Binding of verotoxin 1 (VT1) via its receptor (globotriaosylceramide/Gb3) to both endothelial and tumour cell subsets suggests that VT1 may have both antineoplastic and antiangiogenic potential. We investigated this potential using the ECV304 cell line, which, although identified as a bladder carcinoma cell line, displays some endothelial characteristics, including tubule formation (differentiation) following appropriate stimulation. Differentiated ECV304 cells retained Gb3 expression/VT1 sensitivity. VT1 internalization and retrograde transport through the Golgi to the ER was observed. ECV304 xenografts in immunocompromised mice were invasive but surprisingly poorly vascularized.
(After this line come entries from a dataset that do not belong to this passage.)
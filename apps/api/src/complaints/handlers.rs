//! Axum route handlers for complaint intake and retrieval.

use axum::{
    body::Bytes,
    extract::{Path, State},
    http::{header, HeaderMap},
    Json,
};
use serde::Deserialize;
use serde_json::{json, Value};
use tracing::info;

use crate::complaints::pipeline::process_complaint;
use crate::errors::AppError;
use crate::models::complaint::ComplaintRecord;
use crate::state::AppState;

/// Hard cap on accepted complaint length, in characters.
const MAX_COMPLAINT_CHARS: usize = 5000;

#[derive(Debug, Deserialize)]
pub struct ProcessRequest {
    #[serde(default)]
    pub complaint: String,
}

#[derive(Debug, Deserialize)]
pub struct UpdateStatusRequest {
    pub complaint_id: Option<u64>,
    pub status: Option<String>,
}

/// POST /process
///
/// Validates the submission, runs the enrichment pipeline, and returns the
/// stored record. The body is read raw so a wrong Content-Type maps to 415
/// and malformed JSON to 400, both with the service's JSON error shape.
pub async fn handle_process(
    State(state): State<AppState>,
    headers: HeaderMap,
    body: Bytes,
) -> Result<Json<ComplaintRecord>, AppError> {
    let content_type = headers
        .get(header::CONTENT_TYPE)
        .and_then(|v| v.to_str().ok())
        .unwrap_or("");
    if !content_type.starts_with("application/json") {
        return Err(AppError::UnsupportedMediaType(
            "Content-Type must be application/json".to_string(),
        ));
    }

    let request: ProcessRequest = serde_json::from_slice(&body)
        .map_err(|e| AppError::Validation(format!("invalid JSON body: {e}")))?;

    let complaint = validate_complaint_text(&request.complaint)?;

    let record = process_complaint(
        state.store.as_ref(),
        state.llm.as_ref(),
        &state.config.institute_name,
        complaint,
    )
    .await?;

    Ok(Json(record))
}

/// Trims the submission and enforces the non-empty and length bounds.
fn validate_complaint_text(raw: &str) -> Result<&str, AppError> {
    let complaint = raw.trim();
    if complaint.is_empty() {
        return Err(AppError::Validation("complaint field is required".to_string()));
    }
    if complaint.chars().count() > MAX_COMPLAINT_CHARS {
        return Err(AppError::Validation("complaint text too long".to_string()));
    }
    Ok(complaint)
}

/// GET /complaints
///
/// Every stored record; an empty array when nothing has been filed yet.
pub async fn handle_list_complaints(
    State(state): State<AppState>,
) -> Result<Json<Vec<ComplaintRecord>>, AppError> {
    let records = state.store.list_all().await?;
    Ok(Json(records))
}

/// GET /complaints/:id
pub async fn handle_get_complaint(
    State(state): State<AppState>,
    Path(id): Path<u64>,
) -> Result<Json<ComplaintRecord>, AppError> {
    let record = state
        .store
        .get_by_id(id)
        .await?
        .ok_or_else(|| AppError::NotFound("not found".to_string()))?;
    Ok(Json(record))
}

/// POST /complaints/update
pub async fn handle_update_status(
    State(state): State<AppState>,
    Json(request): Json<UpdateStatusRequest>,
) -> Result<Json<Value>, AppError> {
    let (Some(id), Some(status)) = (request.complaint_id, request.status.as_deref()) else {
        return Err(AppError::Validation(
            "complaint_id and status required".to_string(),
        ));
    };

    let updated = state.store.update_status(id, status).await?;
    if !updated {
        return Err(AppError::NotFound("Complaint not found".to_string()));
    }

    info!("Updated complaint {id} status to {status}");
    Ok(Json(json!({ "message": "Status updated successfully" })))
}

#[cfg(test)]
mod tests {
    use super::*;

    #[test]
    fn test_blank_complaint_is_rejected() {
        assert!(validate_complaint_text("").is_err());
        assert!(validate_complaint_text("   \n\t ").is_err());
    }

    #[test]
    fn test_oversized_complaint_is_rejected() {
        let long = "x".repeat(MAX_COMPLAINT_CHARS + 1);
        assert!(validate_complaint_text(&long).is_err());
    }

    #[test]
    fn test_boundary_length_is_accepted() {
        let exact = "x".repeat(MAX_COMPLAINT_CHARS);
        assert_eq!(validate_complaint_text(&exact).unwrap().len(), MAX_COMPLAINT_CHARS);
    }

    #[test]
    fn test_validation_returns_trimmed_text() {
        assert_eq!(
            validate_complaint_text("  the wifi is down  ").unwrap(),
            "the wifi is down"
        );
    }

    #[test]
    fn test_length_is_counted_in_characters_not_bytes() {
        // Multi-byte characters: 5000 chars but 10000 bytes.
        let text = "é".repeat(MAX_COMPLAINT_CHARS);
        assert!(validate_complaint_text(&text).is_ok());
    }

    #[test]
    fn test_process_request_tolerates_missing_field() {
        let request: ProcessRequest = serde_json::from_str("{}").unwrap();
        assert!(request.complaint.is_empty());
    }

    #[test]
    fn test_update_request_fields_are_optional() {
        let request: UpdateStatusRequest =
            serde_json::from_str(r#"{"complaint_id": 12}"#).unwrap();
        assert_eq!(request.complaint_id, Some(12));
        assert!(request.status.is_none());
    }
}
Intratumoural VT1 injection significantly reduced ECV304 xenograft growth and enhanced mouse survival. Gb3 expression was decreased in residual tumour, likely due to cell cycle arrest. Untreated ECV304 xenograft sections bound VT1 throughout the tumour. Anti-von Willebrand factor (vWF) antibody staining for neovasculature showed only morphologically atypical, indistinct structures, unlabelled by VT1. Human bladder carcinoma samples were, in contrast, highly vascular and blood vessels were 100% co-labelled by anti-vWF antibody and VT1, with no extravascular staining. These results suggest that ECV304 xenografts are not characteristic of bladder carcinoma in terms of Gb3 expression, and that VT1 staining may provide a new reliable index of tumour neovasculature. We conclude that ECV304 cells are not an appropriate in vivo model of either tumour angiogenesis or bladder carcinoma. These studies, nevertheless, further demonstrate the in vivo antineoplastic and antiangiogenic potential of VT1, and show that Gb3 is expressed in cells undergoing in vitro 'vascular' differentiation, and in the neovasculature of human bladder carcinomas.